**EXERCISE DESCRIPTION:** Using the records below, write out again exactly the lines that begin at the line containing "original.save(&path, true).unwrap();" and end at the line containing "assert_eq!(store.len(), 3);", and no other lines.

= Beginning of Section =

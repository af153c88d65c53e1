//! Cheat file load/save tests against real files.

use std::fs;

use cheat_core::cheat::format::KeyValueFile;
use cheat_core::{
    CheatCode, CheatOp, CheatStore, Error, Handler, MemoryPatch, Repeat, RumbleConfig,
    RumbleKind, WidthClass,
};
use tempfile::TempDir;

fn sample_store() -> CheatStore {
    let mut store = CheatStore::new();
    store.push(CheatCode::core_opaque("Infinite lives", "7E0DBE:09").enabled());

    let mut patch = CheatCode::engine_applied(MemoryPatch {
        address: 0x1F00,
        address_bit_mask: 0x30,
        width: WidthClass::Bits2,
        op: CheatOp::RunNextIfGt,
        value: 2,
        big_endian: true,
        repeat: Repeat {
            count: 4,
            add_to_value: 1,
            add_to_address: 2,
        },
        rumble: RumbleConfig {
            kind: RumbleKind::DecreaseByValue,
            value: 1,
            port: 1,
            primary_strength: 0xFFFF,
            primary_duration_ms: 250,
            secondary_strength: 0x1000,
            secondary_duration_ms: 50,
        },
        ..Default::default()
    });
    patch.description = Some("Health \"max\"".to_string());
    store.push(patch);
    store
}

#[test]
fn test_round_trip_preserves_entries() {
    let dir = TempDir::new().unwrap();
    let path = dir.path().join("nested").join("game.cht");

    let original = sample_store();
    original.save(&path, true).unwrap();

    let mut loaded = CheatStore::new();
    assert_eq!(loaded.load(&path, false).unwrap(), 2);
    assert_eq!(loaded.as_slice(), original.as_slice());
}

#[test]
fn test_load_append_renumbers() {
    let dir = TempDir::new().unwrap();
    let path = dir.path().join("game.cht");
    sample_store().save(&path, true).unwrap();

    let mut store = CheatStore::new();
    store.push(CheatCode::core_opaque("Existing", "AAAA"));
    assert_eq!(store.load(&path, true).unwrap(), 2);

    assert_eq!(store.len(), 3);
    let indices: Vec<_> = store.iter().map(|c| c.index).collect();
    assert_eq!(indices, vec![0, 1, 2]);
    assert_eq!(store.get(0).unwrap().label(), "Existing");
    assert_eq!(store.get(2).unwrap().handler(), Handler::EngineApplied);
}

#[test]
fn test_failed_load_keeps_list() {
    let dir = TempDir::new().unwrap();
    let empty = dir.path().join("empty.cht");
    fs::write(&empty, "cheats = \"0\"\n").unwrap();

    let mut store = sample_store();
    assert!(matches!(
        store.load(&empty, false),
        Err(Error::Persistence(_))
    ));
    assert!(matches!(
        store.load(dir.path().join("missing.cht"), false),
        Err(Error::Io(_))
    ));
    assert_eq!(store.len(), 2);
}

#[test]
fn test_save_without_overwrite_merges() {
    let dir = TempDir::new().unwrap();
    let path = dir.path().join("game.cht");
    fs::write(
        &path,
        "# kept\nauthor = \"someone\"\ncheats = \"9\"\ncheat0_desc = \"old\"\n",
    )
    .unwrap();

    let mut store = CheatStore::new();
    store.push(CheatCode::core_opaque("new", "BBBB"));
    store.save(&path, false).unwrap();

    let file = KeyValueFile::load(&path).unwrap();
    assert_eq!(file.get("author"), Some("someone"));
    assert_eq!(file.get("cheats"), Some("1"));
    assert_eq!(file.get("cheat0_desc"), Some("new"));

    store.save(&path, true).unwrap();
    let file = KeyValueFile::load(&path).unwrap();
    assert!(!file.contains("author"));
}

#[test]
fn test_load_legacy_file() {
    let dir = TempDir::new().unwrap();
    let path = dir.path().join("legacy.cht");
    fs::write(
        &path,
        r#"cheats = 2

cheat0_desc = "Max gold"
cheat0_handler = "1"
cheat0_enable = "true"
cheat0_endian = "true"
cheat0_memory_search_size = "4"
cheat0_cheat_type = "1"
cheat0_address = "0x0040"
cheat0_value = "9999"

cheat1_desc = "Broken"
cheat1_handler = "1"
cheat1_memory_search_size = "9"
cheat1_rumble_type = "77"
"#,
    )
    .unwrap();

    let mut store = CheatStore::new();
    assert_eq!(store.load(&path, false).unwrap(), 2);

    let gold = store.get(0).unwrap();
    assert!(gold.enabled);
    let patch = gold.patch().unwrap();
    assert!(patch.big_endian);
    assert_eq!(patch.width, WidthClass::Bits16);
    assert_eq!(patch.op, CheatOp::Set);
    assert_eq!(patch.address, 0x40);
    assert_eq!(patch.value, 9999);

    let broken = store.get(1).unwrap().patch().unwrap();
    assert_eq!(broken.width, WidthClass::Bits8);
    assert_eq!(broken.rumble.kind, RumbleKind::Disabled);
    assert_eq!(broken.op, CheatOp::Disabled);
}
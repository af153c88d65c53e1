pub mod cheat;
pub mod config;
pub mod engine;
pub mod error;
pub mod host;
pub mod memory;
pub mod search;

pub use cheat::{
    CheatCode, CheatKind, CheatOp, CheatStore, FrameStats, Handler, MemoryPatch, Repeat,
    RumbleConfig, RumbleKind, apply_frame,
};
pub use config::EngineConfig;
pub use engine::CheatEngine;
pub use error::{Error, Result};
pub use host::{
    CoreCheats, CoreMemory, Haptics, LogNotifier, NoCoreCheats, NoHaptics, Notifier, RegionId,
    RumbleChannel,
};
pub use memory::{MemorySession, WidthClass};
pub use search::{MatchAction, MatchSet, MatchView, Search, SearchQuery};
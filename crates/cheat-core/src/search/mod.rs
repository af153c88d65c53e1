//! Live memory search.
//!
//! A search starts by snapshotting a core memory region with every item
//! alive, then narrows the candidates one query at a time. After each query
//! the snapshot advances to the frame just scanned, so relative queries
//! (`Gt`, `Lt`, ...) always compare against the previous step rather than the
//! original baseline.

mod matches;
mod query;

pub use matches::{AliveIter, MatchLocation, MatchSet};
pub use query::{SearchQuery, parse_value};

use serde::Serialize;
use strum::IntoStaticStr;
use tracing::debug;

use crate::error::{Error, Result};
use crate::host::{CoreMemory, RegionId};
use crate::memory::{MemorySession, WidthClass, read_item};

/// Narrow `matches` to the items satisfying `query`, then advance the
/// session baseline to `current`. Returns the remaining match count.
pub fn run(
    session: &mut MemorySession,
    matches: &mut MatchSet,
    current: &[u8],
    query: SearchQuery,
) -> Result<usize> {
    if current.len() != session.total_size() {
        return Err(Error::RegionSizeChanged {
            expected: session.total_size(),
            actual: current.len(),
        });
    }

    let width = session.width();
    let big_endian = session.big_endian();
    let previous = session.previous();
    let before = matches.num_matches();

    let remaining = matches.retain(|addr| {
        match (
            read_item(current, addr, width, big_endian),
            read_item(previous, addr, width, big_endian),
        ) {
            (Some(curr), Some(prev)) => query.matches(curr, prev),
            _ => false,
        }
    });

    session.advance(current)?;
    debug!("Search {}: {} -> {} matches", query, before, remaining);
    Ok(remaining)
}

/// Snapshot of one candidate, as shown to the user.
#[derive(Debug, Clone, Copy, PartialEq, Eq, Serialize)]
pub struct MatchView {
    pub index: usize,
    pub address: u32,
    pub address_bit_mask: u32,
    pub previous: u32,
    pub current: u32,
}

/// What to do with a single match picked by encounter index.
#[derive(Debug, Clone, Copy, PartialEq, Eq, IntoStaticStr)]
pub enum MatchAction {
    /// Report address and values without changing anything.
    View,
    /// Append the match to the cheat list as a `Set` patch.
    Copy,
    /// Drop the match from the candidate set.
    Delete,
}

/// An active search: snapshot plus candidate set.
#[derive(Debug, Clone)]
pub struct Search {
    session: MemorySession,
    matches: MatchSet,
}

impl Search {
    /// Snapshot `region` and mark every item alive.
    pub fn begin<M: CoreMemory + ?Sized>(
        memory: &M,
        region: RegionId,
        width: WidthClass,
        big_endian: bool,
    ) -> Result<Self> {
        let session = MemorySession::begin(memory, region, width, big_endian)?;
        let matches = MatchSet::all_alive(session.total_size(), width);
        Ok(Self { session, matches })
    }

    pub fn session(&self) -> &MemorySession {
        &self.session
    }

    pub fn matches(&self) -> &MatchSet {
        &self.matches
    }

    pub fn num_matches(&self) -> usize {
        self.matches.num_matches()
    }

    pub fn width(&self) -> WidthClass {
        self.session.width()
    }

    pub fn big_endian(&self) -> bool {
        self.session.big_endian()
    }

    /// Borrow the live region checked against the session size.
    pub fn current<'m, M: CoreMemory + ?Sized>(&self, memory: &'m M) -> Result<&'m [u8]> {
        self.session.current(memory)
    }

    pub fn run<M: CoreMemory + ?Sized>(&mut self, memory: &M, query: SearchQuery) -> Result<usize> {
        let current = self.session.current(memory)?;
        run(&mut self.session, &mut self.matches, current, query)
    }

    /// Views of every alive match against `current`, in address order.
    pub fn views<'a>(&'a self, current: &'a [u8]) -> impl Iterator<Item = MatchView> + 'a {
        self.matches
            .iter_alive()
            .map(move |location| self.view_of(location, current))
    }

    /// View the match with the given encounter index.
    pub fn view(&self, current: &[u8], index: usize) -> Result<MatchView> {
        let location = self.locate(index)?;
        Ok(self.view_of(location, current))
    }

    /// Remove the match with the given encounter index.
    pub fn delete(&mut self, current: &[u8], index: usize) -> Result<MatchView> {
        let location = self.locate(index)?;
        let view = self.view_of(location, current);
        let bit_offset = self
            .width()
            .is_sub_byte()
            .then_some(location.addr.bit_offset);
        self.matches.kill(location.addr.byte_offset, bit_offset);
        Ok(view)
    }

    fn locate(&self, index: usize) -> Result<MatchLocation> {
        self.matches
            .nth_alive(index)
            .ok_or(Error::MatchIndexOutOfRange {
                index,
                count: self.matches.num_matches(),
            })
    }

    fn view_of(&self, location: MatchLocation, current: &[u8]) -> MatchView {
        let width = self.width();
        let big_endian = self.big_endian();
        let addr = location.addr;
        MatchView {
            index: location.index,
            address: addr.byte_offset as u32,
            address_bit_mask: addr.bit_mask(width),
            previous: read_item(self.session.previous(), addr, width, big_endian).unwrap_or(0),
            current: read_item(current, addr, width, big_endian).unwrap_or(0),
        }
    }
}
mod cli;
mod commands;

use anyhow::Result;
use clap::Parser;
use cli::{Args, Command};
use tracing_subscriber::EnvFilter;

fn main() -> Result<()> {
    let args = Args::parse();

    // Initialize logging (warn unless RUST_LOG says otherwise)
    let env_filter = EnvFilter::try_from_default_env()
        .unwrap_or_else(|_| EnvFilter::new("cheat=warn,cheat_core=warn"));
    tracing_subscriber::fmt().with_env_filter(env_filter).init();

    let config = commands::load_config(args.config.as_deref());

    match args.command {
        Command::List { file, json } => commands::list::run(&file, json),
        Command::Search {
            width,
            big_endian,
            frame,
            step,
            limit,
            promote,
        } => commands::search::run(
            config,
            width,
            big_endian,
            &frame,
            &step,
            limit,
            promote.as_deref(),
        ),
        Command::Apply {
            file,
            ram,
            frames,
            output,
        } => commands::apply::run(config, &file, &ram, frames, output.as_deref()),
    }
}
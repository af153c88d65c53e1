//! Memory session: the frame-to-frame snapshot a search compares against.

use tracing::{debug, info};

use crate::error::{Error, Result};
use crate::host::{CoreMemory, RegionId};
use crate::memory::{ItemLayout, WidthClass};

/// Snapshot of one core memory region taken when a search begins.
///
/// `previous` always has the size the region had at `begin`; every later
/// access to the live region is checked against it. The live region itself
/// is borrowed from the core on each call and never retained.
#[derive(Debug, Clone)]
pub struct MemorySession {
    region: RegionId,
    previous: Vec<u8>,
    width: WidthClass,
    big_endian: bool,
}

impl MemorySession {
    /// Snapshot `region` of the core's memory.
    ///
    /// Fails without allocating if the core exposes no such region or an
    /// empty one.
    pub fn begin<M: CoreMemory + ?Sized>(
        memory: &M,
        region: RegionId,
        width: WidthClass,
        big_endian: bool,
    ) -> Result<Self> {
        let current = memory.region(region).ok_or_else(|| {
            Error::MemoryUnavailable(format!("core exposes no {:?} region", region))
        })?;
        if current.is_empty() {
            return Err(Error::MemoryUnavailable(format!(
                "{:?} region is empty",
                region
            )));
        }

        info!(
            "Search session started: {} bytes of {:?} at {}{}",
            current.len(),
            region,
            width,
            if big_endian { " (big endian)" } else { "" }
        );

        Ok(Self {
            region,
            previous: current.to_vec(),
            width,
            big_endian,
        })
    }

    pub fn region(&self) -> RegionId {
        self.region
    }

    pub fn total_size(&self) -> usize {
        self.previous.len()
    }

    pub fn width(&self) -> WidthClass {
        self.width
    }

    pub fn layout(&self) -> ItemLayout {
        self.width.layout()
    }

    pub fn big_endian(&self) -> bool {
        self.big_endian
    }

    /// Snapshot taken at the end of the previous search step.
    pub fn previous(&self) -> &[u8] {
        &self.previous
    }

    /// Borrow the live region, checking it still has the session's size.
    pub fn current<'m, M: CoreMemory + ?Sized>(&self, memory: &'m M) -> Result<&'m [u8]> {
        let current = memory.region(self.region).ok_or_else(|| {
            Error::MemoryUnavailable(format!("core no longer exposes {:?}", self.region))
        })?;
        self.check_size(current.len())?;
        Ok(current)
    }

    /// Make `current` the baseline for the next comparison.
    pub fn advance(&mut self, current: &[u8]) -> Result<()> {
        self.check_size(current.len())?;
        self.previous.copy_from_slice(current);
        debug!("Search baseline advanced ({} bytes)", current.len());
        Ok(())
    }

    fn check_size(&self, actual: usize) -> Result<()> {
        if actual != self.previous.len() {
            return Err(Error::RegionSizeChanged {
                expected: self.previous.len(),
                actual,
            });
        }
        Ok(())
    }
}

= End of Section =

**EXERCISE RESPONSE:**
    original.save(&path, true).unwrap();

    let mut loaded = CheatStore::new();
    assert_eq!(loaded.load(&path, false).unwrap(), 2);
    assert_eq!(loaded.as_slice(), original.as_slice());
}

#[test]
fn test_load_append_renumbers() {
    let dir = TempDir::new().unwrap();
    let path = dir.path().join("game.cht");
    sample_store().save(&path, true).unwrap();

    let mut store = CheatStore::new();
    store.push(CheatCode::core_opaque("Existing", "AAAA"));
    assert_eq!(store.load(&path, true).unwrap(), 2);

    assert_eq!(store.len(), 3);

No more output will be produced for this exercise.